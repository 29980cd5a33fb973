//! Emulated RAM and address-space conventions.
//!
//! This module owns everything about the emulated machine's memory: the single
//! backing buffer every other component goes through, the address-space layout
//! conventions (reset vectors, segment load area, heap, stack, library space),
//! the AllocMem-style bump allocator and the lenient string readers the library
//! emulators use for argument marshaling.
//!
//! # Architecture
//!
//! There are no raw pointers into emulated memory anywhere in the crate. Every
//! component that conceptually "holds a pointer" holds a validated integer
//! address instead, and all arithmetic goes through the bounds-checked accessors
//! of [`crate::memory::MemoryImage`]. An access outside the configured buffer is
//! a reportable [`crate::Error::MemoryFault`], never a silent wraparound.
//!
//! # Key Components
//!
//! - [`crate::memory::MemoryImage`] - The owned, fixed-length backing store
//! - [`crate::memory::MemoryLayout`] - Address-space conventions derived from the buffer size
//! - [`crate::memory::HeapAllocator`] - Bump allocator backing AllocMem/FreeMem
//! - [`crate::memory::MemFlags`] - AllocMem memory attribute flags
//! - [`crate::memory::read_string`] - Lenient C-string / length-prefixed string reader

mod alloc;
mod image;
mod layout;
mod strings;

pub use alloc::{HeapAllocator, MemFlags};
pub use image::{MemoryImage, ADDRESS_MASK};
pub use layout::{MemoryLayout, DEFAULT_MEMORY_BYTES, SEGMENT_ALIGNMENT, VECTOR_TABLE_END};
pub use strings::{read_string, MAX_STRING_READ};
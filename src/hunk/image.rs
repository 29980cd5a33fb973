//! Parsed hunk container representation and installation into emulated memory.

use std::path::Path;

use strum::Display;

use crate::{file::read_file, memory::MemoryImage, Result};

/// The role of a [`Segment`] within the loaded binary.
#[derive(Debug, Clone, Copy, PartialEq, Eq, Display)]
pub enum SegmentKind {
    /// Executable machine code.
    Code,
    /// Initialized data.
    Data,
    /// Zero-filled data; owns no source bytes.
    Bss,
}

/// One contiguous chunk of the binary, placed at a fixed emulated address.
///
/// Segments are immutable once placed: the address assigned during parsing is
/// the address relocations are computed against and must never change.
#[derive(Debug, Clone)]
pub struct Segment {
    /// The segment's role.
    pub kind: SegmentKind,
    /// Emulated address the segment is installed at (256-byte aligned).
    pub address: u32,
    /// Size of the segment in bytes.
    pub size: u32,
    /// Payload bytes; empty for [`SegmentKind::Bss`].
    pub bytes: Vec<u8>,
}

/// A single 32-bit relocation patch site.
///
/// Applying the relocation reads the big-endian word at
/// `segments[segment].address + offset`, adds `segments[target].address`, and
/// writes the sum back.
#[derive(Debug, Clone, Copy, PartialEq, Eq)]
pub struct Relocation {
    /// Index of the segment containing the patch site.
    pub segment: usize,
    /// Byte offset of the patch site within that segment.
    pub offset: u32,
    /// Index of the segment whose base address is added.
    pub target: usize,
}

/// A fully parsed hunk container, ready to install.
///
/// Constructed once by [`BinaryImage::parse`] (or [`BinaryImage::from_file`]),
/// consumed once by [`BinaryImage::install`], and not needed at run time.
///
/// # Examples
///
/// ```rust,no_run
/// use amidoor::hunk::BinaryImage;
/// use std::path::Path;
///
/// let image = BinaryImage::from_file(Path::new("doors/lord"))?;
/// for segment in image.segments() {
///     println!("{} segment, {} bytes at {:#010x}",
///         segment.kind, segment.size, segment.address);
/// }
/// # Ok::<(), amidoor::Error>(())
/// ```
pub struct BinaryImage {
    pub(crate) segments: Vec<Segment>,
    pub(crate) relocations: Vec<Relocation>,
    pub(crate) entry_point: u32,
}

impl BinaryImage {
    /// Parse a hunk container, placing segments from the default load base.
    ///
    /// # Arguments
    /// * `data` - The raw container bytes
    ///
    /// # Errors
    /// Returns [`crate::Error::Malformed`] if the header tag is wrong or the
    /// declared segment counts/sizes are inconsistent with the remaining byte
    /// length, and [`crate::Error::Empty`] for empty input.
    pub fn parse(data: &[u8]) -> Result<Self> {
        super::parser::parse_at(data, crate::memory::VECTOR_TABLE_END)
    }

    /// Parse a hunk container, placing segments from `load_base`.
    ///
    /// Used by the library loader, which places library binaries in high
    /// memory rather than the program load area.
    ///
    /// # Errors
    /// Same as [`BinaryImage::parse`].
    pub fn parse_at(data: &[u8], load_base: u32) -> Result<Self> {
        super::parser::parse_at(data, load_base)
    }

    /// Read and parse a hunk container from disk.
    ///
    /// # Errors
    /// Returns [`crate::Error::FileError`] for I/O failures, otherwise the
    /// same errors as [`BinaryImage::parse`].
    pub fn from_file(path: &Path) -> Result<Self> {
        let data = read_file(path)?;
        Self::parse(&data)
    }

    /// The parsed segments, in declaration order.
    #[must_use]
    pub fn segments(&self) -> &[Segment] {
        &self.segments
    }

    /// The parsed relocations, in container order.
    #[must_use]
    pub fn relocations(&self) -> &[Relocation] {
        &self.relocations
    }

    /// Address execution starts at: the first code segment, or the load base
    /// if the binary has none.
    #[must_use]
    pub fn entry_point(&self) -> u32 {
        self.entry_point
    }

    /// Copy every segment into `memory` and apply every relocation.
    ///
    /// Relocations are applied exactly once each, in container order; because
    /// every segment address was fixed during parsing, the order is
    /// immaterial.
    ///
    /// # Errors
    /// Returns [`crate::Error::MemoryFault`] if a segment or patch site falls
    /// outside the configured memory image, which means the image is too small
    /// for the binary.
    pub fn install(&self, memory: &mut MemoryImage) -> Result<()> {
        for segment in &self.segments {
            match segment.kind {
                SegmentKind::Bss => memory.fill(segment.address, segment.size, 0)?,
                SegmentKind::Code | SegmentKind::Data => {
                    memory.write_bytes(segment.address, &segment.bytes)?;
                    // Header size can exceed the payload; the tail is zeroed.
                    let copied = segment.bytes.len() as u32;
                    if copied < segment.size {
                        memory.fill(segment.address + copied, segment.size - copied, 0)?;
                    }
                }
            }
        }

        for relocation in &self.relocations {
            let site = self.segments[relocation.segment].address + relocation.offset;
            let value = memory.read_u32(site)?;
            let patched = value.wrapping_add(self.segments[relocation.target].address);
            memory.write_u32(site, patched)?;
        }

        log::debug!(
            "installed {} segments, {} relocations, entry {:#010x}",
            self.segments.len(),
            self.relocations.len(),
            self.entry_point
        );
        Ok(())
    }
}
//! Low-level byte order and safe reading utilities for hunk container parsing.
//!
//! This module provides endian-aware binary data reading for parsing AmigaOS hunk
//! files. The format is big-endian throughout (32-bit words), so the helpers here
//! are built around safe, bounds-checked big-endian access to byte buffers.
//!
//! # Architecture
//!
//! The module is built around the [`crate::file::io::WordIO`] trait which provides a
//! unified interface for reading binary data in a type-safe manner:
//!
//! - Generic trait-based reading for the primitive types the loader needs
//! - Automatic bounds checking to prevent buffer overruns
//! - Consistent error handling through the [`crate::Result`] type
//!
//! # Key Components
//!
//! - [`crate::file::io::WordIO`] - Trait defining big-endian conversion for primitive types
//! - [`crate::file::io::read_be`] - Read a value from the buffer start
//! - [`crate::file::io::read_be_at`] - Read a value at a specific offset with auto-advance
//!
//! # Error Handling
//!
//! All reading functions return [`crate::Result<T>`] and will return
//! [`crate::Error::OutOfBounds`] if there are insufficient bytes in the buffer to
//! complete the operation.

use crate::{Error::OutOfBounds, Result};

/// Trait for implementing type-specific safe binary data reading operations.
///
/// This trait provides a unified interface for reading primitive types from byte
/// slices in big-endian byte order, the only order the hunk format uses. It is
/// implemented for the integer types the loader and the CPU engine exchange.
pub trait WordIO: Sized {
    /// Associated type representing the byte array type for this numeric type.
    type Bytes: Sized + for<'a> TryFrom<&'a [u8]>;

    /// Read T from a byte buffer in big-endian
    fn from_be_bytes(bytes: Self::Bytes) -> Self;

    /// Write T to a byte buffer in big-endian
    fn to_be_bytes(self) -> Self::Bytes;
}

macro_rules! impl_word_io {
    ($($t:ty),*) => {
        $(
            impl WordIO for $t {
                type Bytes = [u8; std::mem::size_of::<$t>()];

                fn from_be_bytes(bytes: Self::Bytes) -> Self {
                    <$t>::from_be_bytes(bytes)
                }

                fn to_be_bytes(self) -> Self::Bytes {
                    <$t>::to_be_bytes(self)
                }
            }
        )*
    };
}

impl_word_io!(u8, i8, u16, i16, u32, i32);

/// Safely reads a value of type `T` in big-endian byte order from a data buffer.
///
/// This function reads from the beginning of the buffer and supports all types that
/// implement the [`crate::file::io::WordIO`] trait.
///
/// # Arguments
///
/// * `data` - The byte buffer to read from
///
/// # Errors
///
/// Returns [`crate::Error::OutOfBounds`] if there are insufficient bytes.
///
/// # Examples
///
/// ```rust,ignore
/// use amidoor::file::io::read_be;
///
/// let data = [0x00, 0x00, 0x03, 0xF3]; // Big-endian u32: HUNK_HEADER
/// let value: u32 = read_be(&data)?;
/// assert_eq!(value, 0x3F3);
/// # Ok::<(), amidoor::Error>(())
/// ```
pub fn read_be<T: WordIO>(data: &[u8]) -> Result<T> {
    let mut offset = 0_usize;
    read_be_at(data, &mut offset)
}

/// Safely reads a value of type `T` in big-endian byte order at a specific offset.
///
/// This function reads from the specified offset and automatically advances the
/// offset by the number of bytes read.
///
/// # Arguments
///
/// * `data` - The byte buffer to read from
/// * `offset` - Mutable reference to the offset position (advanced after reading)
///
/// # Errors
///
/// Returns [`crate::Error::OutOfBounds`] if there are insufficient bytes.
pub fn read_be_at<T: WordIO>(data: &[u8], offset: &mut usize) -> Result<T> {
    let type_len = std::mem::size_of::<T>();
    if (type_len + *offset) > data.len() {
        return Err(OutOfBounds);
    }

    let Ok(read) = data[*offset..*offset + type_len].try_into() else {
        return Err(OutOfBounds);
    };

    *offset += type_len;

    Ok(T::from_be_bytes(read))
}
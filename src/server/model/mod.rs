//! Server-side domain models and parameter types.
//!
//! Domain models are converted from entity models at the repository boundary and
//! transformed to DTOs at the controller boundary, keeping database and API concerns
//! out of the service layer.

pub mod bird;
pub mod object_id;
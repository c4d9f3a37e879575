use std::{future::Future, time::Instant};

use tracing::{field::Empty, Instrument};

/// Runs `work` inside a span named after the unit of work.
///
/// When the work finishes a `Segment finished` event is emitted under the span
/// with `segment`, `duration_ms` and `outcome` (`success` or `error`). The same
/// fields are recorded on the span. The result is returned untouched.
pub async fn segment<F, T, E>(name: &'static str, work: F) -> Result<T, E>
where
    F: Future<Output = Result<T, E>>,
{
    let span = tracing::info_span!(
        "segment",
        segment = name,
        duration_ms = Empty,
        outcome = Empty
    );

    let started = Instant::now();
    let result = work.instrument(span.clone()).await;

    let elapsed = u64::try_from(started.elapsed().as_millis()).unwrap_or(u64::MAX);
    let outcome = if result.is_ok() { "success" } else { "error" };
    span.record("duration_ms", elapsed);
    span.record("outcome", outcome);

    tracing::info!(
        parent: &span,
        segment = name,
        duration_ms = elapsed,
        outcome,
        "Segment finished"
    );

    result
}
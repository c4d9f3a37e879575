use chrono::{DateTime, SecondsFormat, Utc};
use serde::{Deserialize, Serialize, Serializer};
use utoipa::ToSchema;

/// Largest integer an `f64` represents exactly (2^53).
const MAX_SAFE_INTEGER: f64 = 9_007_199_254_740_992.0;

/// Bird as exposed over the HTTP API.
#[derive(Debug, Clone, PartialEq, Serialize, Deserialize, ToSchema)]
#[serde(rename_all = "camelCase")]
pub struct BirdDto {
    /// 24 character hex object id.
    #[schema(example = "652f1c2e9b1d4a0001a1b2c3")]
    pub id: String,
    #[schema(example = "Robin")]
    pub name: String,
    #[schema(example = "Passerine")]
    pub breed: String,
    #[serde(serialize_with = "serialize_age")]
    #[schema(example = 1)]
    pub age: f64,
    #[serde(serialize_with = "serialize_timestamp")]
    pub created_at: DateTime<Utc>,
    #[serde(serialize_with = "serialize_timestamp")]
    pub updated_at: DateTime<Utc>,
}

/// Request body accepted by the create and update endpoints.
///
/// Only used for API documentation; the controllers take raw JSON so that
/// field validation happens in the repository.
#[derive(Debug, Clone, Serialize, Deserialize, ToSchema)]
pub struct BirdInputDto {
    #[schema(example = "Robin")]
    pub name: String,
    #[schema(example = "Passerine")]
    pub breed: String,
    #[schema(example = 1)]
    pub age: f64,
}

/// Whole-number ages are written as JSON integers (`1`, not `1.0`).
fn serialize_age<S>(age: &f64, serializer: S) -> Result<S::Ok, S::Error>
where
    S: Serializer,
{
    if age.fract() == 0.0 && age.abs() <= MAX_SAFE_INTEGER {
        serializer.serialize_i64(*age as i64)
    } else {
        serializer.serialize_f64(*age)
    }
}

/// ISO 8601 with millisecond precision and a `Z` suffix.
fn serialize_timestamp<S>(timestamp: &DateTime<Utc>, serializer: S) -> Result<S::Ok, S::Error>
where
    S: Serializer,
{
    serializer.serialize_str(&timestamp.to_rfc3339_opts(SecondsFormat::Millis, true))
}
-------
Problem to work on »
From the records above, copy each line in which the string "parsing" occurs.

Task answer »
/// Segments are immutable once placed: the address assigned during parsing is
    /// every segment address was fixed during parsing, the order is
//! Low-level byte order and safe reading utilities for hunk container parsing.
//! This module provides endian-aware binary data reading for parsing AmigaOS hunk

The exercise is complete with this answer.